The direct functionalization of unsubstituted, “naked” oxindoles represents an attractive approach to afford such motifs. Relevant transformations of the C-3 position, invariably employing the oxindole fragment as a nucleophile, include arylation,7 alkynylation,8 alkylation,9 fluorination,10 trifluoromethylation,11 nitration,12 azidation,13 amination,14 and thiolation.15 When it comes to its use as an electrophilic synthon, Kotagiri has described the stoichiometric use of an hypervalent iodine reagent [PhI(OCOCF3)2] for the oxidative alkoxylation of oxindoles (Scheme 1B, eq 2),16 and more recently, the oxidative intramolecular α-oxygenation and α-amination of oxindoles was reported by Zhong, employing a micellar catalytic system based on amphiphilic bifunctional iodide salts in water (Scheme 1B, eq 3),17 featuring H2O2 as the terminal oxidant. Few methods were also reported for the direct CH-functionalization of oxindoles using electrochemistry.18 In particular, a wide range of dimeric 2-oxindoles were recently prepared by an oxidative C–C coupling reaction (Scheme 1B, eq 4).18b

As part of a research program focused on novel approaches to design drugs and given our interest in the development of umpoled synthons, we became interested in the sustainable preparation of 3,3-disubstituted oxindole derivatives, envisaging electrochemistry as a powerful tool to tackle this problem. The appeal of electrosynthesis lies mainly on its eco-friendly nature and generally mild reaction conditions, therefore, unsurprisingly, its use has gained significant traction in recent years.19

Results and Discussion

Initial studies of the redox behavior of 3-methylindolin-2-one 1a using cyclic voltammetry (CV) revealed an irreversible anodic oxidation peak at 1.8 V (see Supporting Information, Figure S1). This immediately hinted at the possibility of using electrochemistry for the direct C(sp3)–H functionalization of 2-oxindoles and related compounds.20 Herein, we report the synthesis of unsymmetrical 3,3-disubstituted oxindoles by direct electrochemical Umpolung C–H functionalization.

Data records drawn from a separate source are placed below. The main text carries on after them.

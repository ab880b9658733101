//! Color track: the per-color ledger of colored outputs, built by replaying
//! transactions through the transfer kernel, with exact LIFO undo.

mod errors;
pub use errors::TrackError;

mod oracle;
#[cfg(feature = "mocks")]
pub use oracle::MockWalletOracle;
pub use oracle::WalletOracle;

mod track;
pub use track::ColorTrack;

mod proof;
pub use proof::ColorProof;

#[cfg(test)]
mod tests;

We commenced our search for optimal reaction conditions using 1a and relying on a simple undivided cell setup based on the ElectraSyn 2.0 package with a graphite (C) anode and a platinum (Pt) cathode (Table 1). These electrodes were initially used under a constant current of 10 mA, in the presence of tetraethylammonium p-toluenesulfonate (Et4NOTs) as the electrolyte in a mixture of MeCN/EtOH. Under these initial conditions, an ethoxylated product 2a was directly produced in 40% yield (entry 1). Replacing the platinum (Pt) cathode by an inexpensive graphite (C) cathode had a positive impact on the reaction outcome, yielding 2a in 57% or 72% based on recovered 1a (entry 2). On the other hand, the use of different electrolytes led to a decreased yield (entries 5–7 and see Supporting Information, Table S2). Neither the addition of stoichiometric acids (entry 6) nor the use of different silver salts as sacrificial oxidants (entry 7 and see Supporting Information, Table S3) delivered improved results. Various well-established electrochemical mediators were also tested, but to no avail (see Supporting Information, Table S3).21

Table 1. Optimization of Reaction Conditionsa.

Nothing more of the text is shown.